EXERCISE REQUIREMENTS -
Give back each line of the listing below that contains the string "PartialEq".

THE RECORDS -
//! Bounded store of decoded phoneme buffers.

use alloc::collections::BTreeMap;
use alloc::string::String;
use alloc::sync::Arc;
use slotmap::SlotMap;
use vx_ir::{BufferShape, PhonemeBuffer};

use crate::bank::SampleBank;

slotmap::new_key_type! {
    /// Key for an entry in the cache's slot storage.
    pub(crate) struct EntryKey;
}

/// Default cache ceiling: 64 MiB of tracked 16-bit audio.
pub const DEFAULT_CEILING_BYTES: usize = 64 * 1024 * 1024;

/// Sample cache sizing.
#[derive(Clone, Copy, Debug, PartialEq, Eq)]
pub struct CacheConfig {
    /// Aggregate tracked size that triggers a cleanup pass
    pub ceiling_bytes: usize,
}

impl Default for CacheConfig {
    fn default() -> Self {
        Self { ceiling_bytes: DEFAULT_CEILING_BYTES }
    }
}

/// Allocation primitive for shaped buffers (normally the audio device).
pub trait BufferAllocator {
    fn allocate(&self, shape: BufferShape) -> PhonemeBuffer;
}

/// Allocates silent buffers on the heap.
#[derive(Clone, Copy, Debug, Default)]
pub struct HeapAllocator;

impl BufferAllocator for HeapAllocator {
    fn allocate(&self, shape: BufferShape) -> PhonemeBuffer {
        PhonemeBuffer::new(shape)
    }
}

/// How an entry was inserted, and therefore how it is found.
#[derive(Clone, Debug, PartialEq, Eq)]
enum EntryLabel {
    Shape(BufferShape),
    Phoneme(String),
}

#[derive(Debug)]
struct CacheEntry {
    label: EntryLabel,
    buffer: Arc<PhonemeBuffer>,
    /// Bytes billed at insert; unbilled exactly once on removal.
    bytes: usize,
    last_used: u64,
}

/// LRU cache of phoneme buffers under a byte ceiling.
///
/// Entries are found either by acoustic shape (scratch buffers from
/// [`SampleCache::get_or_create`]) or by phoneme name (decoded assets from
/// [`SampleCache::insert_phoneme`]). When an insert would push the tracked
/// size over the ceiling, least-recently-used entries are evicted down to
/// half the ceiling before the new entry goes in.
///
/// Single writer. The render thread never touches the cache; it reads an
/// immutable [`SampleBank`] snapshot instead.
#[derive(Debug)]
pub struct SampleCache {
    entries: SlotMap<EntryKey, CacheEntry>,
    by_shape: BTreeMap<BufferShape, EntryKey>,
    by_phoneme: BTreeMap<String, EntryKey>,
    ceiling: usize,
    size: usize,
    clock: u64,
}

impl SampleCache {
    pub fn new(config: CacheConfig) -> Self {
        Self {
            entries: SlotMap::with_key(),
            by_shape: BTreeMap::new(),
            by_phoneme: BTreeMap::new(),
            ceiling: config.ceiling_bytes,
            size: 0,
            clock: 0,
        }
    }

    /// Aggregate tracked size of all entries, in bytes.
    pub fn size(&self) -> usize {
        self.size
    }

    pub fn ceiling(&self) -> usize {
        self.ceiling
    }

    pub fn len(&self) -> usize {
        self.entries.len()
    }

    pub fn is_empty(&self) -> bool {
        self.entries.is_empty()
    }

    /// Look up a buffer by shape, allocating and inserting it on a miss.
    pub fn get_or_create(
        &mut self,
        shape: BufferShape,
        allocator: &impl BufferAllocator,
    ) -> Arc<PhonemeBuffer> {
        if let Some(&key) = self.by_shape.get(&shape) {
            return self.touch(key);
        }

        let buffer = Arc::new(allocator.allocate(shape));
        let key = self.insert_entry(EntryLabel::Shape(shape), buffer.clone());
        self.by_shape.insert(shape, key);
        buffer
    }

    /// Insert (or replace) the decoded buffer for `phoneme`.
    pub fn insert_phoneme(&mut self, phoneme: &str, buffer: PhonemeBuffer) -> Arc<PhonemeBuffer> {
        self.remove(phoneme);

        let buffer = Arc::new(buffer);
        let key = self.insert_entry(EntryLabel::Phoneme(String::from(phoneme)), buffer.clone());
        self.by_phoneme.insert(String::from(phoneme), key);
        buffer
    }

    /// Returns true if a buffer is cached for `phoneme`.
    pub fn has(&self, phoneme: &str) -> bool {
        self.by_phoneme.contains_key(phoneme)
    }

    /// Fetch the buffer for `phoneme`, marking it most recently used.
    pub fn get(&mut self, phoneme: &str) -> Option<Arc<PhonemeBuffer>> {
        let key = *self.by_phoneme.get(phoneme)?;
        Some(self.touch(key))
    }

    /// Remove the buffer for `phoneme`. Returns true if it was present.
    pub fn remove(&mut self, phoneme: &str) -> bool {
        match self.by_phoneme.remove(phoneme) {
            Some(key) => {
                self.release(key);
                true
            }
            None => false,
        }
    }

    /// Evict least-recently-used entries until the tracked size is at most
    /// half the ceiling. Returns the number of entries evicted.
    pub fn cleanup(&mut self) -> usize {
        let target = self.ceiling / 2;
        let mut evicted = 0;
        while self.size > target && self.evict_lru() {
            evicted += 1;
        }
        tracing::debug!(evicted, size = self.size, ceiling = self.ceiling, "sample cache cleanup");
        evicted
    }

    /// Immutable snapshot of all phoneme entries for the renderer.
    pub fn bank(&self) -> SampleBank {
        self.by_phoneme
            .iter()
            .filter_map(|(name, key)| {
                self.entries.get(*key).map(|e| (name.clone(), e.buffer.clone()))
            })
            .collect()
    }

    fn insert_entry(&mut self, label: EntryLabel, buffer: Arc<PhonemeBuffer>) -> EntryKey {
        let bytes = buffer.tracked_bytes();
        if self.size + bytes > self.ceiling {
            self.cleanup();
            // Half the ceiling may still not leave room for a large entry.
            while self.size + bytes > self.ceiling && self.evict_lru() {}
            if bytes > self.ceiling {
                tracing::warn!(bytes, ceiling = self.ceiling, "buffer larger than cache ceiling");
            }
        }

        self.clock += 1;
        self.size += bytes;
        self.entries.insert(CacheEntry {
            label,
            buffer,
            bytes,
            last_used: self.clock,
        })
    }

    fn touch(&mut self, key: EntryKey) -> Arc<PhonemeBuffer> {
        self.clock += 1;
        let entry = &mut self.entries[key];
        entry.last_used = self.clock;
        entry.buffer.clone()
    }

    fn evict_lru(&mut self) -> bool {
        let lru = self
            .entries
            .iter()
            .min_by_key(|(_, e)| e.last_used)
            .map(|(key, _)| key);

        match lru {
            Some(key) => {
                if let Some(entry) = self.entries.get(key) {
                    match &entry.label {
                        EntryLabel::Shape(shape) => {
                            self.by_shape.remove(shape);
                        }
                        EntryLabel::Phoneme(name) => {
                            self.by_phoneme.remove(name.as_str());
                        }
                    }
                }
                self.release(key);
                true
            }
            None => false,
        }
    }

    fn release(&mut self, key: EntryKey) {
        if let Some(entry) = self.entries.remove(key) {
            self.size -= entry.bytes;
        }
    }
}

impl Default for SampleCache {
    fn default() -> Self {
        Self::new(CacheConfig::default())
    }
}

TASK ANSWER -
#[derive(Clone, Copy, Debug, PartialEq, Eq)]
#[derive(Clone, Debug, PartialEq, Eq)]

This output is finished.